In the case of a 600hp Mustang, reliability will go down, even if just a little, and fuel efficiency will likely drop. Also, they're likely at the point of diminishing returns. If someone was buying the car for it's power, it's already got 500hp. Spending the money to get to 600hp isn't going to result in many more sales.
ok this seems pretty obvious to me but why would the manufacturer try to trick their own on board computer? id have to disagree with the fact that manufacturers are trying to produce the most bang for the buck especially with the v6. fords not going to want to make an extremely powerful six that can run with gts because itl bring down sales of gts. also manufacturers are known for giving hp numbers that are actually on the low side. just my pair of pennies
It will get more sales when GM drops an LS7 (think Z06) in an SS camaro and smokes the gt 500 in a straight line and on the road course with an independent rear. the v6 is not a performance car from the factory, plain and simple. its not meant to be, its not marketed that way. thats why they choose mileage over performance.

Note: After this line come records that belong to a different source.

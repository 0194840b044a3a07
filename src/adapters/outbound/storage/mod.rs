mod apache_object_client;

pub use apache_object_client::{ApacheObjectClient, ClientBackend};
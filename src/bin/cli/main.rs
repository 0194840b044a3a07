use std::io::Write as _;
use std::path::PathBuf;

use anyhow::{Context, Result};
use clap::{Parser, Subcommand};
use tracing::info;
use tracing_subscriber::{layer::SubscriberExt, util::SubscriberInitExt};

use s3vfs::{EntryType, S3FileProvider, StaticAuthenticator};

#[derive(Parser, Debug)]
#[command(name = "s3vfs")]
#[command(about = "Filesystem-style access to S3 objects through s3:// URIs", long_about = None)]
struct Cli {
    /// S3 access key id
    #[arg(long, env = "S3_ACCESS_KEY")]
    access_key: String,

    /// S3 secret access key
    #[arg(long, env = "S3_SECRET_KEY")]
    secret_key: String,

    /// S3-compatible endpoint URL
    #[arg(long, env = "S3_ENDPOINT")]
    endpoint: Option<String>,

    /// S3 region
    #[arg(long, env = "S3_REGION")]
    region: Option<String>,

    /// Allow plain-http endpoints (local MinIO etc.)
    #[arg(long, env = "S3_ALLOW_HTTP", default_value = "false")]
    allow_http: bool,

    #[command(subcommand)]
    command: Commands,
}

#[derive(Subcommand, Debug)]
enum Commands {
    /// Show the type, size and last-modified time of a URI
    Stat {
        /// Object or folder URI (s3://host/container/key)
        uri: String,
    },

    /// List the children of a folder URI
    List {
        /// Folder URI
        uri: String,
    },

    /// Download an object to a local file or stdout
    Get {
        /// Object URI
        uri: String,
        /// Output file path; stdout when omitted
        #[arg(short, long)]
        output: Option<PathBuf>,
    },

    /// Upload a local file to an object URI
    Put {
        /// Object URI
        uri: String,
        /// Local file to upload
        file: PathBuf,
    },

    /// Delete an object
    Delete {
        /// Object URI
        uri: String,
    },
}

#[tokio::main]
async fn main() -> Result<()> {
    // Load .env file if it exists
    dotenvy::dotenv().ok();

    let cli = Cli::parse();

    tracing_subscriber::registry()
        .with(tracing_subscriber::fmt::layer())
        .init();

    let mut provider = S3FileProvider::new();
    if let Some(endpoint) = &cli.endpoint {
        provider.set_endpoint(endpoint);
    }
    if let Some(region) = &cli.region {
        provider.set_region(region);
    }
    provider.set_allow_http(cli.allow_http);

    let auth = StaticAuthenticator::new(&cli.access_key, &cli.secret_key);
    let fs = provider.create_file_system(&auth);

    match cli.command {
        Commands::Stat { uri } => {
            let mut file = fs.resolve(&uri)?;
            let entry_type = file.file_type().await?;
            println!("type: {entry_type:?}");
            if entry_type == EntryType::File {
                println!("size: {}", file.content_size().await?);
                println!("last-modified: {}", file.last_modified().await?);
            }
        }
        Commands::List { uri } => {
            let mut file = fs.resolve(&uri)?;
            for child in file.children().await? {
                println!("{child}");
            }
        }
        Commands::Get { uri, output } => {
            let mut file = fs.resolve(&uri)?;
            let content = file
                .content()
                .await
                .with_context(|| format!("failed to read '{uri}'"))?;
            match output {
                Some(path) => tokio::fs::write(&path, &content)
                    .await
                    .with_context(|| format!("failed to write '{}'", path.display()))?,
                None => std::io::stdout().write_all(&content)?,
            }
        }
        Commands::Put { uri, file: local } => {
            let data = tokio::fs::read(&local)
                .await
                .with_context(|| format!("failed to read '{}'", local.display()))?;

            let mut file = fs.resolve(&uri)?;
            let mut session = file.open_output().await?;
            session.write_all(&data)?;
            session.close().await?;

            info!(uri = %uri, bytes = data.len(), "uploaded");
        }
        Commands::Delete { uri } => {
            let mut file = fs.resolve(&uri)?;
            file.delete().await?;
            info!(uri = %uri, "deleted");
        }
    }

    Ok(())
}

That's somewhat my point. Ford isn't going to hurt the reliability or fuel efficiency of the V6 for a few hp, but would certainly go for a solution that gives even a little hp if it didn't have those trade-offs. Obviously, this little computer-tricking device DOES have some trade-offs, or they would do it. Performance-oriented or not, if they could say the car has 215hp instead of 210hp for $10, and it didn't hurt gas mileage or cause other problems, they would do it. However, I have a feeling this thing might do both.